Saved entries
+-------+

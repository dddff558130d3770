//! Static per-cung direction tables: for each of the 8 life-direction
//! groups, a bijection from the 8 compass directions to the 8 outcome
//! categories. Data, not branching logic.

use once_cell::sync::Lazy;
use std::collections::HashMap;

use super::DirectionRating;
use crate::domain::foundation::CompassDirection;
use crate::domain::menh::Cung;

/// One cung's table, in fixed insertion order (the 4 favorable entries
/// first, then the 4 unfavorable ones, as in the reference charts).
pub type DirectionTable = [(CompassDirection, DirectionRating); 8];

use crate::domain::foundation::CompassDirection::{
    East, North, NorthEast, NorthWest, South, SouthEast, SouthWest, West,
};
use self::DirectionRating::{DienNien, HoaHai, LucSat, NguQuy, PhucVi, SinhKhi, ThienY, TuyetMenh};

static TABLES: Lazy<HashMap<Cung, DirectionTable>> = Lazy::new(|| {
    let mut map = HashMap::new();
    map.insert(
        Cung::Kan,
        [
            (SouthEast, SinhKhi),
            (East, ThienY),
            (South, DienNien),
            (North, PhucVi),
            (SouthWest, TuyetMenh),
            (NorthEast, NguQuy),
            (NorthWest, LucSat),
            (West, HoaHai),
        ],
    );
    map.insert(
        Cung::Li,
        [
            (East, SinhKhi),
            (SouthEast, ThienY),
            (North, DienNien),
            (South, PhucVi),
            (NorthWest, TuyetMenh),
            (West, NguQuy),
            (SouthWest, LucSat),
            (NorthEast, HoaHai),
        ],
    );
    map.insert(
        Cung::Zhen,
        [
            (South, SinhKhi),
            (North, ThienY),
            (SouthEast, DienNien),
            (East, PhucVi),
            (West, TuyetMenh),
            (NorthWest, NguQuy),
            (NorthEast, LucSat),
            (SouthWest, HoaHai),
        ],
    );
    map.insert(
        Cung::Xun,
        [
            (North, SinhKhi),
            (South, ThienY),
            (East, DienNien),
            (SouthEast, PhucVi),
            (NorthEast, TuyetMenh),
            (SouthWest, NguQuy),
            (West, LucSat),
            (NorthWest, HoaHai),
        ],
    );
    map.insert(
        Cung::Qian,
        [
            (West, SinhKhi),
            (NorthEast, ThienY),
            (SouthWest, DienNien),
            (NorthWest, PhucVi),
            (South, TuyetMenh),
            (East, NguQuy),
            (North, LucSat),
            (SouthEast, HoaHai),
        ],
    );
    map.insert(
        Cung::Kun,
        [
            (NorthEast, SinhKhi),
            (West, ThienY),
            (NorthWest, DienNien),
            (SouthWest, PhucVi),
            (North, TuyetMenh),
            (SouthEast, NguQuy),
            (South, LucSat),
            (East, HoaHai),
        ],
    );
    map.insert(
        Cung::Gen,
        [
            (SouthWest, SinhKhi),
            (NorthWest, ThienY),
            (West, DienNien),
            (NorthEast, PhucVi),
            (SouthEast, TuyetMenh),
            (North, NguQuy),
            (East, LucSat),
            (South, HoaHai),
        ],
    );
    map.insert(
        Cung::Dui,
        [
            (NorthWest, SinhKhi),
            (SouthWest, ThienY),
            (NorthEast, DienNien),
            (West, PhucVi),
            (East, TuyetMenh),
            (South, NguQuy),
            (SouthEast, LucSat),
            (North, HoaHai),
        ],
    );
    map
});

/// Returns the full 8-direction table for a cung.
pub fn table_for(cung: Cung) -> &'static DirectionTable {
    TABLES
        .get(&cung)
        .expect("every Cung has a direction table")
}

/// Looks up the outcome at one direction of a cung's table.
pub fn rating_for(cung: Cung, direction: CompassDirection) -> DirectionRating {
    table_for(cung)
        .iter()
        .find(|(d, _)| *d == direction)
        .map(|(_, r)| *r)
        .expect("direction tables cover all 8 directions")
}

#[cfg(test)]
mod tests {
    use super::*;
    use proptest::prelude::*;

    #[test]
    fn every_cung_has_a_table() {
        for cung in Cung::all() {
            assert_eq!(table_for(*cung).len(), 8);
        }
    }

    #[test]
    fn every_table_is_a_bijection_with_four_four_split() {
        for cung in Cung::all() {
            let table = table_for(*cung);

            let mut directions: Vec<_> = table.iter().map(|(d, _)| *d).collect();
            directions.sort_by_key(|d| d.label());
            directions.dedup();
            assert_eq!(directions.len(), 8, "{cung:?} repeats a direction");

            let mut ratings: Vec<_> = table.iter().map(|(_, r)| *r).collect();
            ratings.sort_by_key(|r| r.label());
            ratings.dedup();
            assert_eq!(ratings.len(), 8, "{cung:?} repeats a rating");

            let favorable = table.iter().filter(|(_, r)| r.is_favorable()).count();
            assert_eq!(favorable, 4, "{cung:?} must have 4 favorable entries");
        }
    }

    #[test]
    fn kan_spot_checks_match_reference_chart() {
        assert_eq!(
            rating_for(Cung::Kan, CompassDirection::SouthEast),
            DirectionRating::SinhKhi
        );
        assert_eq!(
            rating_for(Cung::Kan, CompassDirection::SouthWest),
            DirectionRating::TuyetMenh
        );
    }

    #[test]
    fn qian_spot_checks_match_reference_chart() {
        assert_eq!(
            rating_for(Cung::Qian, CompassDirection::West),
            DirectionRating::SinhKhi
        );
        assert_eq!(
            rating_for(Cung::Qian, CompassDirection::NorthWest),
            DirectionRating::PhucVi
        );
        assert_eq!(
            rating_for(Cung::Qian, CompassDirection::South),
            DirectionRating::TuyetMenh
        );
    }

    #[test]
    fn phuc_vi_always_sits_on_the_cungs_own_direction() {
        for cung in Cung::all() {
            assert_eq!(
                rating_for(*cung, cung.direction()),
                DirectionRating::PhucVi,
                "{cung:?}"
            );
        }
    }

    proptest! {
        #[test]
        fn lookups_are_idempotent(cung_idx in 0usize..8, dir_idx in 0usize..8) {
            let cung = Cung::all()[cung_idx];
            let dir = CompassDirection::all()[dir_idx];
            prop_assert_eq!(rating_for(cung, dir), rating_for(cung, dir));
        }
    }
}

+-------+

**Exercise details:**
Copy every line from the data that includes the string "outcome".

**Reply to the exercise:**
//! groups, a bijection from the 8 compass directions to the 8 outcome
/// Looks up the outcome at one direction of a cung's table.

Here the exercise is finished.